Make sure you finish the graph creation before creating the other threads.

Calling finalize() on the graph may help you with that.

def __init__(self, model_path):
        self.cnn_model = load_model(model_path)
        self.session = K.get_session()
        self.graph = tf.get_default_graph()
        self.graph.finalize()

Update 1: finalize() will make your graph read-only so it can be safely used in multiple threads. As a side effect, it will help you find unintentional behavior and sometimes memory leaks as it will throw an exception when you try to modify the graph.

Imagine that you have a thread that does for instance one hot encoding of your inputs. (bad example:)

def preprocessing(self, data):
    one_hot_data = tf.one_hot(data, depth=self.num_classes)
    return self.session.run(one_hot_data)

If you print the amount of objects in the graph you will notice that it will increase over time

# amount of nodes in tf graph
print(len(list(tf.get_default_graph().as_graph_def().node)))

But if you define the graph first that won't be the case (slightly better code):

def preprocessing(self, data):
    # run pre-created operation with self.input as placeholder
    return self.session.run(self.one_hot_data, feed_dict={self.input: data})

Update 2: According to this thread you need to call model._make_predict_function() on a keras model before doing multithreading.

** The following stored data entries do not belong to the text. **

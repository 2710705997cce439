//! Resolution of the files the tool reads and writes.

use std::path::PathBuf;

use anyhow::{Context, Result};

use crate::cli::Args;

/// Locations of every file touched during a run.
#[derive(Debug, Clone, PartialEq, Eq)]
pub struct Paths {
    /// Shared credentials file holding the long-term profiles.
    pub credentials: PathBuf,
    /// Directory with one `<profile>.session` JSON file per profile.
    pub session_dir: PathBuf,
    /// Shell file overwritten with `export` lines for the active session.
    pub env_file: PathBuf,
}

impl Paths {
    /// Fills any path not given on the command line with its default under `~/.aws`.
    pub fn resolve(args: &Args) -> Result<Self> {
        let aws_dir = || {
            dirs::home_dir()
                .map(|d| d.join(".aws"))
                .context("Could not determine home directory")
        };
        let or_default = |explicit: &Option<PathBuf>, name: &str| -> Result<PathBuf> {
            match explicit {
                Some(path) => Ok(path.clone()),
                None => aws_dir().map(|dir| dir.join(name)),
            }
        };

        Ok(Self {
            credentials: or_default(&args.credentials_path, "credentials")?,
            session_dir: or_default(&args.session_dir, "session-data")?,
            env_file: or_default(&args.env_file, "env")?,
        })
    }

    /// Lays every file out under a single directory.
    #[cfg(test)]
    pub fn under(root: &std::path::Path) -> Self {
        Self {
            credentials: root.join("credentials"),
            session_dir: root.join("session-data"),
            env_file: root.join("env"),
        }
    }
}
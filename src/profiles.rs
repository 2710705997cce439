//! Shared credentials file reader.
//!
//! The file is parsed once into an ordered list of profiles, each with its
//! own key/value pairs, so lookups never scan raw text:
//!
//! ```ini
//! [dev]
//! aws_access_key_id = AKIA...
//! aws_secret_access_key = ...
//! aws_mfa_serial = arn:aws:iam::123456789012:mfa/dev
//! ```

use std::path::Path;

use anyhow::{Context, Result, anyhow, ensure};
use configparser::ini::Ini;
use tokio::fs;

/// Key naming the MFA device bound to a profile.
pub const MFA_SERIAL_KEY: &str = "aws_mfa_serial";

/// A single `[name]` section and the keys defined under it.
#[derive(Debug, Clone, PartialEq, Eq)]
pub struct Profile {
    /// Section name without brackets, case preserved
    pub name: String,
    /// Keys in file order, as written. Keys with no `=` are dropped
    entries: Vec<(String, String)>,
}

impl Profile {
    /// Looks a key up ignoring ASCII case.
    pub fn get(&self, key: &str) -> Option<&str> {
        self.entries
            .iter()
            .find(|(k, _)| k.eq_ignore_ascii_case(key))
            .map(|(_, v)| v.as_str())
    }
}

/// Parsed credentials file, profiles kept in file order.
#[derive(Debug, Clone, Default)]
pub struct CredentialsFile {
    profiles: Vec<Profile>,
}

impl CredentialsFile {
    /// Reads and parses the credentials file at `path`.
    ///
    /// # Errors
    ///
    /// Fails if the file does not exist, cannot be read, or is not valid INI.
    /// Each error names the path.
    pub async fn load(path: &Path) -> Result<Self> {
        ensure!(
            path.exists(),
            "Credentials file not found: {}",
            path.display()
        );
        let content = fs::read_to_string(path)
            .await
            .with_context(|| format!("Failed to read credentials file {}", path.display()))?;

        Self::parse(&content).with_context(|| format!("Invalid credentials file {}", path.display()))
    }

    /// Parses credentials file content.
    ///
    /// Section names keep their case. A section appearing twice is merged into
    /// its first position, with later keys overriding earlier ones. Only lines
    /// starting with `;` or `#` are comments: values such as ARNs keep every
    /// character after the `=`.
    ///
    /// # Errors
    ///
    /// Fails on a section header without a closing bracket or a key with no
    /// name (`= value`).
    pub fn parse(content: &str) -> Result<Self> {
        let mut ini = Ini::new_cs();
        // Keys above the first header land here and are dropped below.
        ini.set_default_section("");
        ini.set_inline_comment_symbols(Some(&[]));
        let map = ini
            .read(content.to_string())
            .map_err(|e| anyhow!("Failed to parse credentials: {e}"))?;

        let profiles = map
            .into_iter()
            .filter(|(name, _)| !name.is_empty())
            .map(|(name, keys)| Profile {
                name,
                entries: keys
                    .into_iter()
                    .filter_map(|(k, v)| v.map(|v| (k, v)))
                    .collect(),
            })
            .collect();

        Ok(Self { profiles })
    }

    /// Every section header in file order, brackets included.
    pub fn section_headers(&self) -> Vec<String> {
        self.profiles
            .iter()
            .map(|p| format!("[{}]", p.name))
            .collect()
    }

    /// Profile whose section name equals `name` exactly.
    pub fn profile(&self, name: &str) -> Option<&Profile> {
        self.profiles.iter().find(|p| p.name == name)
    }

    /// Value of `key` in profile `name`, if both exist.
    pub fn get(&self, name: &str, key: &str) -> Option<&str> {
        self.profile(name)?.get(key)
    }

    /// MFA device serial configured for `name`.
    pub fn mfa_serial(&self, name: &str) -> Option<&str> {
        self.get(name, MFA_SERIAL_KEY)
    }
}

#[cfg(test)]
mod tests {
    use super::*;

    const SAMPLE: &str = "\
[dev]
aws_access_key_id = AKIADEV
aws_secret_access_key = devsecret
aws_mfa_serial = arn:aws:iam::123:mfa/dev

[dev-admin]
aws_access_key_id=AKIAADMIN
AWS_MFA_SERIAL   =   arn:aws:iam::123:mfa/admin

[prod]
aws_access_key_id = AKIAPROD
";

    #[test]
    fn single_profile_scenario() {
        let file = CredentialsFile::parse("[dev]\naws_mfa_serial = arn:aws:iam::123:mfa/dev").unwrap();

        assert_eq!(file.section_headers(), vec!["[dev]"]);
        assert_eq!(file.mfa_serial("dev"), Some("arn:aws:iam::123:mfa/dev"));
    }

    #[test]
    fn headers_keep_file_order_and_case() {
        let file = CredentialsFile::parse("[zeta]\n[Alpha]\nk=v\n[mid]\n").unwrap();

        assert_eq!(file.section_headers(), vec!["[zeta]", "[Alpha]", "[mid]"]);
    }

    #[test]
    fn serial_lookup_tolerates_case_and_spacing() {
        let file = CredentialsFile::parse(SAMPLE).unwrap();

        assert_eq!(file.mfa_serial("dev-admin"), Some("arn:aws:iam::123:mfa/admin"));
    }

    #[test]
    fn prefix_named_profiles_do_not_leak() {
        let file = CredentialsFile::parse(SAMPLE).unwrap();

        assert_eq!(file.mfa_serial("dev"), Some("arn:aws:iam::123:mfa/dev"));
        assert_eq!(file.get("dev", "aws_access_key_id"), Some("AKIADEV"));
        assert_eq!(file.get("dev-admin", "aws_access_key_id"), Some("AKIAADMIN"));
    }

    #[test]
    fn missing_serial_is_none() {
        let file = CredentialsFile::parse(SAMPLE).unwrap();

        assert_eq!(file.mfa_serial("prod"), None);
        assert_eq!(file.mfa_serial("staging"), None);
    }

    #[test]
    fn preamble_keys_are_not_a_profile() {
        let file = CredentialsFile::parse("stray = 1\n[dev]\nk = v\n").unwrap();

        assert_eq!(file.section_headers(), vec!["[dev]"]);
    }

    #[test]
    fn values_keep_comment_characters() {
        let file = CredentialsFile::parse(
            "; whole-line comment\n[b] ; trailing\n# another\nk = a;b#c\naws_mfa_serial=arn:aws:iam::1:mfa/a#b\n",
        )
        .unwrap();

        assert_eq!(file.section_headers(), vec!["[b]"]);
        assert_eq!(file.get("b", "k"), Some("a;b#c"));
        assert_eq!(file.mfa_serial("b"), Some("arn:aws:iam::1:mfa/a#b"));
    }

    #[test]
    fn duplicate_sections_merge_into_first_position() {
        let file =
            CredentialsFile::parse("[a]\nk = 1\nonly_first = x\n[b]\n[a]\nk = 2\n").unwrap();

        assert_eq!(file.section_headers(), vec!["[a]", "[b]"]);
        assert_eq!(file.get("a", "k"), Some("2"));
        assert_eq!(file.get("a", "only_first"), Some("x"));
    }

    #[test]
    fn empty_file_has_no_profiles() {
        let file = CredentialsFile::parse("").unwrap();

        assert!(file.section_headers().is_empty());
    }

    #[tokio::test]
    async fn load_reads_from_disk() {
        let dir = tempfile::tempdir().unwrap();
        let path = dir.path().join("credentials");
        std::fs::write(&path, SAMPLE).unwrap();

        let file = CredentialsFile::load(&path).await.unwrap();
        assert_eq!(file.section_headers(), vec!["[dev]", "[dev-admin]", "[prod]"]);
    }

    #[tokio::test]
    async fn load_fails_for_missing_file() {
        let dir = tempfile::tempdir().unwrap();
        let path = dir.path().join("nope");

        let err = CredentialsFile::load(&path).await.unwrap_err();
        assert!(err.to_string().contains("Credentials file not found"));
    }
}
//! Exchange of an MFA code for temporary credentials.
//!
//! The long-term keys of the chosen profile sign an STS `GetSessionToken`
//! request carrying the profile's MFA device serial and the code typed by the
//! user. STS picks the validity window of the returned session.

use anyhow::{Context, Result};
use async_trait::async_trait;
use aws_config::{
    BehaviorVersion, Region, default_provider::region::DefaultRegionChain,
    meta::region::RegionProviderChain,
};
use aws_sdk_sts::{Client, config::Credentials};
use log::{debug, info};

use crate::{profiles::CredentialsFile, session::Session};

/// Region used for STS when neither the command line nor the profile names one.
const DEFAULT_REGION: &str = "us-east-1";

/// Exchanges an MFA code for a temporary session.
#[async_trait]
pub trait SessionExchanger {
    /// Obtains a new session for `profile` using the device `mfa_serial` and
    /// the one-time `code`. The code is passed through unchecked.
    ///
    /// # Errors
    ///
    /// Any rejection of the code or serial, and any transport failure, is
    /// returned as is. Nothing is retried.
    async fn exchange(&self, profile: &str, mfa_serial: &str, code: &str) -> Result<Session>;
}

/// Long-term keys of a profile, used only to sign the STS request.
#[derive(Clone)]
pub struct LongTermCredentials {
    credentials: Credentials,
}

impl LongTermCredentials {
    /// Reads `aws_access_key_id` and `aws_secret_access_key` from `profile`.
    ///
    /// # Errors
    ///
    /// Fails naming the profile and the key when either key is missing.
    pub fn from_profile(file: &CredentialsFile, profile: &str) -> Result<Self> {
        let get = |key| {
            file.get(profile, key)
                .map(str::to_string)
                .with_context(|| format!("Missing {key} for profile {profile}"))
        };

        Ok(Self {
            credentials: Credentials::new(
                get("aws_access_key_id")?,
                get("aws_secret_access_key")?,
                None,
                None,
                "mfa-session",
            ),
        })
    }

    pub fn access_key_id(&self) -> &str {
        self.credentials.access_key_id()
    }
}

/// Exchanger backed by STS `GetSessionToken`.
pub struct StsExchanger {
    /// Credentials file holding each profile's long-term keys
    file: CredentialsFile,
    /// Region given on the command line, if any
    region: Option<String>,
}

impl StsExchanger {
    /// Creates an exchanger signing with keys from `file`. `region`, when set,
    /// wins over any region configured for the profile.
    pub fn new(file: CredentialsFile, region: Option<String>) -> Self {
        Self { file, region }
    }
}

#[async_trait]
impl SessionExchanger for StsExchanger {
    async fn exchange(&self, profile: &str, mfa_serial: &str, code: &str) -> Result<Session> {
        let long_term = LongTermCredentials::from_profile(&self.file, profile)?;
        debug!("Signing with access key {}", long_term.access_key_id());

        let config = aws_config::defaults(BehaviorVersion::latest())
            .profile_name(profile)
            .region(region_chain(self.region.clone(), profile))
            .credentials_provider(long_term.credentials)
            .load()
            .await;
        debug!("Using region {:?} for STS", config.region());

        info!("Requesting session token for {profile} with {mfa_serial}");
        let credentials = Client::new(&config)
            .get_session_token()
            .serial_number(mfa_serial)
            .token_code(code)
            .send()
            .await
            .with_context(|| format!("Failed to get session token for profile {profile}"))?
            .credentials()
            .cloned()
            .context("No credentials returned")?;

        Ok(Session::from(&credentials))
    }
}

/// Region resolution order: explicit region, then the environment and the
/// profile's configuration, then [`DEFAULT_REGION`].
fn region_chain(explicit: Option<String>, profile: &str) -> RegionProviderChain {
    RegionProviderChain::first_try(explicit.map(Region::new))
        .or_else(DefaultRegionChain::builder().profile_name(profile).build())
        .or_else(DEFAULT_REGION)
}
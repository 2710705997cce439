//! Filesystem helpers for files holding live credentials.

use std::path::Path;

use anyhow::{Context, Result};
use tokio::fs;

/// Overwrites `path` with `contents`, creating parent directories and
/// restricting the file to its owner.
///
/// The write is not atomic. A crash midway can leave a truncated file, which
/// the session cache then reads as "no session".
///
/// # Errors
///
/// Fails if a parent directory cannot be created, the file cannot be
/// written, or (on Unix) its permissions cannot be set.
pub async fn write_private(path: &Path, contents: &str) -> Result<()> {
    if let Some(parent) = path.parent().filter(|p| !p.as_os_str().is_empty()) {
        fs::create_dir_all(parent)
            .await
            .with_context(|| format!("Failed to create directory: {}", parent.display()))?;
    }

    fs::write(path, contents)
        .await
        .with_context(|| format!("Failed to write {}", path.display()))?;

    #[cfg(unix)]
    {
        use std::os::unix::fs::PermissionsExt;
        let mut permissions = fs::metadata(path).await?.permissions();
        permissions.set_mode(0o600);
        fs::set_permissions(path, permissions).await?;
    }

    Ok(())
}
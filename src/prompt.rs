//! Interactive prompts.

use anyhow::{Context, Result};
use dialoguer::{Password, Select, theme::ColorfulTheme};

/// The two questions asked during a run.
pub trait Prompter {
    /// Lets the user pick one of the bracketed `headers` and returns the bare profile name.
    ///
    /// # Errors
    ///
    /// Fails when the terminal cannot be read or the user cancels the menu.
    fn select_profile(&self, headers: &[String]) -> Result<String>;

    /// Reads an MFA code without echoing it. The code is returned as typed.
    fn mfa_code(&self) -> Result<String>;
}

/// Prompter drawing on the terminal (stderr), leaving stdout untouched.
#[derive(Default)]
pub struct TerminalPrompter {
    /// Shared by both prompts
    theme: ColorfulTheme,
}

impl Prompter for TerminalPrompter {
    fn select_profile(&self, headers: &[String]) -> Result<String> {
        let index = Select::with_theme(&self.theme)
            .with_prompt("Select a AWS profile")
            .items(headers)
            .default(0)
            .interact_opt()
            .context("Failed to read profile selection")?
            .context("No profile selected")?;

        Ok(strip_brackets(&headers[index]).to_string())
    }

    fn mfa_code(&self) -> Result<String> {
        Password::with_theme(&self.theme)
            .with_prompt("MFA Code")
            .interact()
            .context("Failed to read MFA code")
    }
}

/// `"[dev]"` -> `"dev"`. Anything not wrapped in brackets is returned as is.
pub fn strip_brackets(header: &str) -> &str {
    header
        .strip_prefix('[')
        .and_then(|h| h.strip_suffix(']'))
        .unwrap_or(header)
}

Keras builds the GPU function the first time you call predict(). That way, if you never call predict, you save some time and resources. However, the first time you call predict is slightly slower than every other time.

The updated code:

def __init__(self, model_path):
    self.cnn_model = load_model(model_path)
    self.cnn_model._make_predict_function() # have to initialize before threading
    self.session = K.get_session()
    self.graph = tf.get_default_graph() 
    self.graph.finalize() # make graph read-only

Update 3: I did a proof of concept of a warming up, because _make_predict_function() doesn't seems to work as expected. First I created a dummy model:

import tensorflow as tf
from keras.layers import *
from keras.models import *

model = Sequential()
model.add(Dense(256, input_shape=(2,)))
model.add(Dense(1, activation='softmax'))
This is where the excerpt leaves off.